Streaming service for libraries

Kanopy is an on-demand streaming video platform for public and academic libraries that offers films, TV shows, educational videos and documentaries. The service is free for end users, but libraries pay fees on a pay-per-view model, from which content owners and content creators are paid.

The company was founded in Scarborough, Western Australia, in 2008 and moved its headquarters to San Francisco, California a few years later. It was acquired by OverDrive in 2021.

==History==
Kanopy was founded on December 25, 2008, at Scarborough, Western Australia, by Olivia Humphrey, an Australian entrepreneur, as an educational tool for colleges and universities. Until 2010, the company functioned only as a DVD distributor, moving into streaming in that year. After attaining considerable success in Australia, New Zealand, Hong Kong and Singapore, it expanded into the UK and US, and soon afterwards moved its headquarters to San Francisco, with Humphrey remaining as CEO.

In November 2019, Kevin Sayar succeeded Humphrey as CEO. On June 9, 2021, OverDrive announced that it had reached a deal to acquire Kanopy. The acquisition was completed on July 15, 2021.

==Services==
Kanopy provides each participating public library, college and university with a dedicated and customizable website through which members can stream films, TV shows, documentaries and educational videos. The service includes features such as captions, transcripts, clip creation, and playlist creation that allow users to create, edit and share videos.

==Business model==
Public library patrons, college and university students and faculty are able to watch Kanopy free-of-charge with their institution's library card. Institutions pay for the films their students and faculty watch on a pay-per-view basis. This model used by libraries is referred to as "patron-driven acquisition", where each view (watching a video for 30 seconds or more) will prompt the sale of a license fee for that title. Costs vary per institutional contract, but have been estimated in 2019 for single titles to be $150 for one year, $350 for a three-year license.

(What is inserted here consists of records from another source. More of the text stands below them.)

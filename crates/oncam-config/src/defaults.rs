use camino::Utf8PathBuf;
use std::env;

#[cfg(unix)]
use libc::geteuid;

#[cfg(unix)]
use dirs::runtime_dir;

use crate::logging::LogFormat;
use crate::socket::SocketEndpoint;

/// Socket used when the daemon runs as root, matching the packaged service layout.
pub const SYSTEM_SOCKET_PATH: &str = "/var/run/oncam/oncam.sock";

/// Fallback TCP port on platforms without Unix domain sockets.
pub const DEFAULT_TCP_PORT: u16 = 8879;

/// Ten minutes between discovery cycles.
pub const DEFAULT_DISCOVERY_INTERVAL_SECS: u64 = 600;

/// Probe collection window.
pub const DEFAULT_PROBE_TIMEOUT_MS: u64 = 3_000;

/// Per-call SOAP timeout.
pub const DEFAULT_DEVICE_TIMEOUT_MS: u64 = 10_000;

/// HTTP listener address used when the WebSocket transport is enabled.
pub const DEFAULT_HTTP_LISTEN: &str = "0.0.0.0:8880";

/// Static content served next to the WebSocket endpoint.
pub const DEFAULT_HTTP_ROOT: &str = "html";

/// Default log filter expression.
pub const DEFAULT_LOG_FILTER: &str = "info";

/// Borrowed default log filter.
pub fn default_log_filter() -> &'static str {
    DEFAULT_LOG_FILTER
}

pub(crate) fn default_log_filter_string() -> String {
    DEFAULT_LOG_FILTER.to_owned()
}

/// Default log output format.
pub fn default_log_format() -> LogFormat {
    LogFormat::Json
}

pub(crate) fn default_discovery_interval_secs() -> u64 {
    DEFAULT_DISCOVERY_INTERVAL_SECS
}

pub(crate) fn default_probe_timeout_ms() -> u64 {
    DEFAULT_PROBE_TIMEOUT_MS
}

pub(crate) fn default_device_timeout_ms() -> u64 {
    DEFAULT_DEVICE_TIMEOUT_MS
}

pub(crate) fn default_http_listen() -> String {
    DEFAULT_HTTP_LISTEN.to_owned()
}

pub(crate) fn default_http_root() -> Utf8PathBuf {
    Utf8PathBuf::from(DEFAULT_HTTP_ROOT)
}

/// Computes the default control socket.
///
/// Root gets the system-wide path; everyone else a per-user runtime directory.
pub fn default_socket_endpoint() -> SocketEndpoint {
    default_socket_endpoint_inner()
}

#[cfg(unix)]
fn default_socket_endpoint_inner() -> SocketEndpoint {
    if effective_uid() == 0 {
        return SocketEndpoint::unix(SYSTEM_SOCKET_PATH);
    }
    SocketEndpoint::unix(user_runtime_directory().join("oncam.sock"))
}

#[cfg(not(unix))]
fn default_socket_endpoint_inner() -> SocketEndpoint {
    SocketEndpoint::tcp("127.0.0.1", DEFAULT_TCP_PORT)
}

/// Per-user directory holding the socket and lifecycle files.
#[cfg(unix)]
pub(crate) fn user_runtime_directory() -> Utf8PathBuf {
    if let Some(dir) = runtime_dir().and_then(|path| Utf8PathBuf::from_path_buf(path).ok()) {
        return dir.join("oncam");
    }
    let base = Utf8PathBuf::from_path_buf(env::temp_dir())
        .unwrap_or_else(|_| Utf8PathBuf::from("/tmp"));
    base.join("oncam").join(format!("uid-{}", effective_uid()))
}

#[cfg(not(unix))]
pub(crate) fn user_runtime_directory() -> Utf8PathBuf {
    let base = Utf8PathBuf::from_path_buf(env::temp_dir())
        .unwrap_or_else(|_| Utf8PathBuf::from("."));
    base.join("oncam")
}

#[cfg(unix)]
pub(crate) fn effective_uid() -> u32 {
    // SAFETY: geteuid has no preconditions and cannot fail.
    unsafe { geteuid() }
}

Librarians have access to an administrative dashboard which allows them to view user analytics and adjust budgets.

On July 1, 2019, three of the largest public libraries in the United States—the New York Public Library, the Brooklyn Public Library, and the Queens Public Library—discontinued Kanopy, citing unpredictable and unsustainable costs.

==Device support==
Kanopy can be viewed on a computer, mobile device, or television via a web browser supporting HTML video or the Kanopy app for Amazon Fire tablet and Fire Stick, Android, Apple iOS, Chromecast and Roku.